(EXERCISE PROMPT): Your answer should be a single number, the count of lines in the material with the string "checked".

#### SOURCE DATA ####

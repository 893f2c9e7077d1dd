// Copyright 2026 the Dyncast Authors
// SPDX-License-Identifier: Apache-2.0 OR MIT

//! `Tuple[T0, T1, ...]`: a typed view of a fixed-arity runtime tuple.
//!
//! The element types are given as a Rust tuple type: `Tuple<(i64, f64)>` views `Tuple[int,
//! float]`, `Tuple<()>` views the empty tuple.

use alloc::vec::Vec;
use core::marker::PhantomData;

use dynobj::{Handle, ObjKind, Object, Runtime};

use crate::cast::{FromObject, cast_from_handle, mismatch};
use crate::descr::{TypeDescr, TypeName};
use crate::error::CastError;
use crate::into::IntoObject;
use crate::iter::{CastIter, IndexCursor, Indexed};
use crate::ownership::Ownership;
use crate::view::view_common;

/// A list of element types, implemented for Rust tuples of up to eight elements.
pub trait TupleSpec {
    /// Number of elements.
    const ARITY: usize;
    /// Element descriptors in order.
    const ARGS: &'static [TypeDescr];
}

/// Element `I` of a [`TupleSpec`].
pub trait TupleIndex<const I: usize>: TupleSpec {
    /// The element type at index `I`.
    type Output;
}

/// A view of a runtime tuple whose elements convert to the types listed in `S`.
pub struct Tuple<S> {
    obj: Object,
    _marker: PhantomData<fn() -> (S,)>,
}

view_common!(Tuple<S>);

/// Iterator over the elements of a homogeneous [`Tuple`], converting each to `T`.
pub type TupleIter<T> = CastIter<IndexCursor<T>>;

impl<S: TupleSpec> Tuple<S> {
    /// Builds a tuple from host values.
    pub fn from_values(rt: &Runtime, values: S) -> Result<Self, CastError>
    where
        S: IntoObject,
    {
        // `()` converts to `None` on its own.
        if S::ARITY == 0 {
            return Ok(Self::from_object(rt.new_tuple(Vec::<Object>::new())?));
        }
        Ok(Self::from_object(values.into_runtime(rt)?))
    }

    /// Coerces any iterable runtime value (list, string, protocol sequence, ...) to a tuple and
    /// checks its length.
    pub fn from_sequence(obj: &Object) -> Result<Self, CastError> {
        let rt = obj.runtime();
        if !rt.has_iter(obj.handle()) {
            return Err(mismatch::<Self>(rt, obj.handle()));
        }
        let tuple = rt.to_tuple(obj.handle())?;
        check_len::<S>(rt, tuple.handle())?;
        Ok(Self::from_object(tuple))
    }

    /// Returns the number of elements (always `S::ARITY`).
    #[must_use]
    pub fn len(&self) -> usize {
        S::ARITY
    }

    /// Returns `true` for the empty tuple.
    #[must_use]
    pub fn is_empty(&self) -> bool {
        S::ARITY == 0
    }

    /// Converts element `I`.
    pub fn get<const I: usize>(&self) -> Result<<S as TupleIndex<I>>::Output, CastError>
    where
        S: TupleIndex<I>,
        <S as TupleIndex<I>>::Output: FromObject,
    {
        let rt = self.runtime();
        let h = rt.tuple_get(self.handle(), I)?;
        cast_from_handle(rt, h)
    }

    /// Iterates the elements, converting each to `T`.
    ///
    /// Useful for homogeneous tuples and for `T = Object`.
    pub fn iter_as<T: FromObject>(&self) -> TupleIter<T> {
        CastIter::new(IndexCursor::new(self.obj.clone(), Indexed::Tuple, 0))
    }
}

fn check_len<S: TupleSpec>(rt: &Runtime, h: Handle) -> Result<(), CastError> {
    let found = rt.tuple_len(h)?;
    if found != S::ARITY {
        return Err(CastError::LengthMismatch {
            expected: S::ARITY,
            found,
        });
    }
    Ok(())
}

impl<S: TupleSpec> TypeName for Tuple<S> {
    const DESCR: TypeDescr = if S::ARITY == 0 {
        TypeDescr::EmptyTuple
    } else {
        TypeDescr::Generic {
            head: "Tuple",
            args: S::ARGS,
        }
    };
}

impl<S: TupleSpec> FromObject for Tuple<S> {
    fn accepts(rt: &Runtime, h: Handle, _convert: bool) -> bool {
        rt.kind(h) == Ok(ObjKind::Tuple) && rt.tuple_len(h) == Ok(S::ARITY)
    }

    fn from_handle<O: Ownership>(rt: &Runtime, h: Handle, own: O) -> Result<Self, CastError> {
        let checked = if rt.kind(h) == Ok(ObjKind::Tuple) {
            check_len::<S>(rt, h)
        } else {
            Err(mismatch::<Self>(rt, h))
        };
        if let Err(err) = checked {
            own.release(rt, h);
            return Err(err);
        }
        Ok(Self::from_object(own.acquire(rt, h)?))
    }
}

impl TupleSpec for () {
    const ARITY: usize = 0;
    const ARGS: &'static [TypeDescr] = &[];
}

macro_rules! tuple_index {
    (($($T:ident),+) $idx:literal $Out:ident) => {
        impl<$($T: TypeName),+> TupleIndex<$idx> for ($($T,)+) {
            type Output = $Out;
        }
    };
}

macro_rules! tuple_spec {
    (@spec $len:literal; ($($T:ident),+)) => {
        impl<$($T: TypeName),+> TupleSpec for ($($T,)+) {
            const ARITY: usize = $len;
            const ARGS: &'static [TypeDescr] = &[$($T::DESCR),+];
        }
    };
    ($len:literal; $tys:tt; $($idx:literal => $Out:ident),+) => {
        tuple_spec!(@spec $len; $tys);
        $(tuple_index!($tys $idx $Out);)+
    };
}

tuple_spec!(1; (A); 0 => A);
tuple_spec!(2; (A, B); 0 => A, 1 => B);
tuple_spec!(3; (A, B, C); 0 => A, 1 => B, 2 => C);
tuple_spec!(4; (A, B, C, D); 0 => A, 1 => B, 2 => C, 3 => D);
tuple_spec!(5; (A, B, C, D, E); 0 => A, 1 => B, 2 => C, 3 => D, 4 => E);
tuple_spec!(6; (A, B, C, D, E, F); 0 => A, 1 => B, 2 => C, 3 => D, 4 => E, 5 => F);
tuple_spec!(7; (A, B, C, D, E, F, G); 0 => A, 1 => B, 2 => C, 3 => D, 4 => E, 5 => F, 6 => G);
tuple_spec!(8; (A, B, C, D, E, F, G, H);
    0 => A, 1 => B, 2 => C, 3 => D, 4 => E, 5 => F, 6 => G, 7 => H);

####

(EXPECTED ANSWER): 2